Feature Request: Native Diff/Compare Mode — --changed-since, --compare-to, and compare sub‑command #5

@regenrek

Description

@regenrek

Overview

codefetch is fantastic for capturing an entire working tree, but many practical review tasks require only the delta between two Git refs (e.g., HEAD vs main).

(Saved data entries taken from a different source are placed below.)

use rust_decimal::Decimal;
use thiserror::Error;

/// Application-level error types
#[derive(Error, Debug)]
pub enum AppError {
    /// Configuration errors
    #[error("Configuration error: {0}")]
    Config(String),

    /// Validation errors
    #[error("Validation error: {0}")]
    Validation(String),

    /// Not found errors
    #[error("Resource not found: {0}")]
    NotFound(String),

    /// Authorization errors (non-owner mutation, non-admin ledger access)
    #[error("Access denied: {0}")]
    Forbidden(String),

    /// A bid was rejected by the acceptance rules
    #[error("Bid rejected: {0}")]
    BidRejected(#[from] BidRejection),

    /// State-conflict errors (cancel with bids, duplicate slug, ...)
    #[error("Conflict: {0}")]
    Conflict(String),

    /// Ledger bookkeeping violation; fatal-grade, never user input
    #[error("Ledger inconsistency: {0}")]
    LedgerInconsistency(String),

    /// Serialization/deserialization errors
    #[error("Serialization error: {0}")]
    Serialization(#[from] serde_json::Error),

    /// UUID parsing errors
    #[error("Invalid UUID: {0}")]
    InvalidUuid(#[from] uuid::Error),

    /// Generic error with message
    #[error("{0}")]
    Message(String),
}

/// Result type alias for application errors
pub type AppResult<T> = Result<T, AppError>;

impl AppError {
    /// Check if error is a not found error
    pub fn is_not_found(&self) -> bool {
        matches!(self, AppError::NotFound(_))
    }

    /// Get HTTP status code for the error
    pub fn status_code(&self) -> u16 {
        match self {
            AppError::NotFound(_) => 404,
            AppError::Forbidden(_) => 403,
            AppError::Validation(_) | AppError::InvalidUuid(_) => 400,
            AppError::BidRejected(_) | AppError::Conflict(_) => 409,
            AppError::Config(_) | AppError::LedgerInconsistency(_) => 500,
            _ => 500,
        }
    }
}

/// Reasons a bid can be rejected by the acceptance algorithm.
///
/// None of these are retried automatically; the caller must resubmit
/// with corrected parameters.
#[derive(Error, Debug, Clone, PartialEq)]
pub enum BidRejection {
    /// Auction is not accepting bids (scheduled, ended, cancelled, or past end time)
    #[error("auction is not active")]
    AuctionNotActive,

    /// Bidder is the auction's seller
    #[error("sellers cannot bid on their own auctions")]
    SelfBid,

    /// Bid does not clear the current price plus the increment
    #[error("bid too low: minimum acceptable bid is {minimum}")]
    BidTooLow { minimum: Decimal },

    /// Bidder cannot cover the deposit hold
    #[error("insufficient balance: {available} available, {required} required")]
    InsufficientBalance {
        available: Decimal,
        required: Decimal,
    },

    /// Bidder's account is admin-blocked or carries unpaid wins
    #[error("account is not eligible to bid")]
    BidderSuspended,
}

/// Store-level error types
#[derive(Error, Debug)]
pub enum StoreError {
    /// Record not found
    #[error("Record not found: {0}")]
    NotFound(String),

    /// Duplicate record (slug collisions and the like)
    #[error("Duplicate record: {0}")]
    Duplicate(String),

    /// Invalid input
    #[error("Invalid input: {0}")]
    InvalidInput(String),

    /// Available balance cannot cover the requested hold or debit
    #[error("Insufficient balance: {available} available, {required} required")]
    InsufficientBalance {
        available: Decimal,
        required: Decimal,
    },

    /// Blocked balance would go negative; indicates a bookkeeping bug
    #[error("Ledger inconsistency: {0}")]
    LedgerInconsistency(String),

    /// Business rule violation (cancel with bids, ...)
    #[error("Conflict: {0}")]
    Conflict(String),
}

impl From<StoreError> for AppError {
    fn from(err: StoreError) -> Self {
        match err {
            StoreError::NotFound(msg) => AppError::NotFound(msg),
            StoreError::Duplicate(msg) => AppError::Conflict(format!("Duplicate: {}", msg)),
            StoreError::InvalidInput(msg) => AppError::Validation(msg),
            StoreError::InsufficientBalance {
                available,
                required,
            } => AppError::BidRejected(BidRejection::InsufficientBalance {
                available,
                required,
            }),
            StoreError::LedgerInconsistency(msg) => AppError::LedgerInconsistency(msg),
            StoreError::Conflict(msg) => AppError::Conflict(msg),
        }
    }
}

/// Convenience function to convert Option<T> to Result<T, AppError>
pub fn option_to_result<T>(opt: Option<T>, error_msg: &str) -> AppResult<T> {
    opt.ok_or_else(|| AppError::NotFound(error_msg.to_string()))
}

Right now users must script around this with git diff and manual flag assembly.

This proposal adds a first-class diff/compare workflow that:

  • Lets users focus on changed paths only, keeping token counts low.
  • Optionally ingests both branches in full (with clear prefixes) when deeper context is needed.
  • Stays fully backward-compatible by layering on the existing @codefetch/sdk APIs.

User Stories

As a … I want to … So that …
Reviewer Ask an LLM "what changed in my PR?" I don't exceed token limits or juggle two dumps.
CI bot Post a Markdown summary of modified files Build comments are fast and deterministic.
Developer Generate a full dual-tree dump when context is critical The LLM can reason about both versions of every file.

CLI Design

1. Quick diff (single-branch context)

# Include ONLY files changed vs <ref>
npx codefetch --changed-since main                 # main…HEAD
npx codefetch --changed-since v1.5.0               # tag…HEAD
npx codefetch --changed-since origin/main \
              --include-dir src,test

Internally runs git diff --name-only <ref>...HEAD and maps the list into --include-files.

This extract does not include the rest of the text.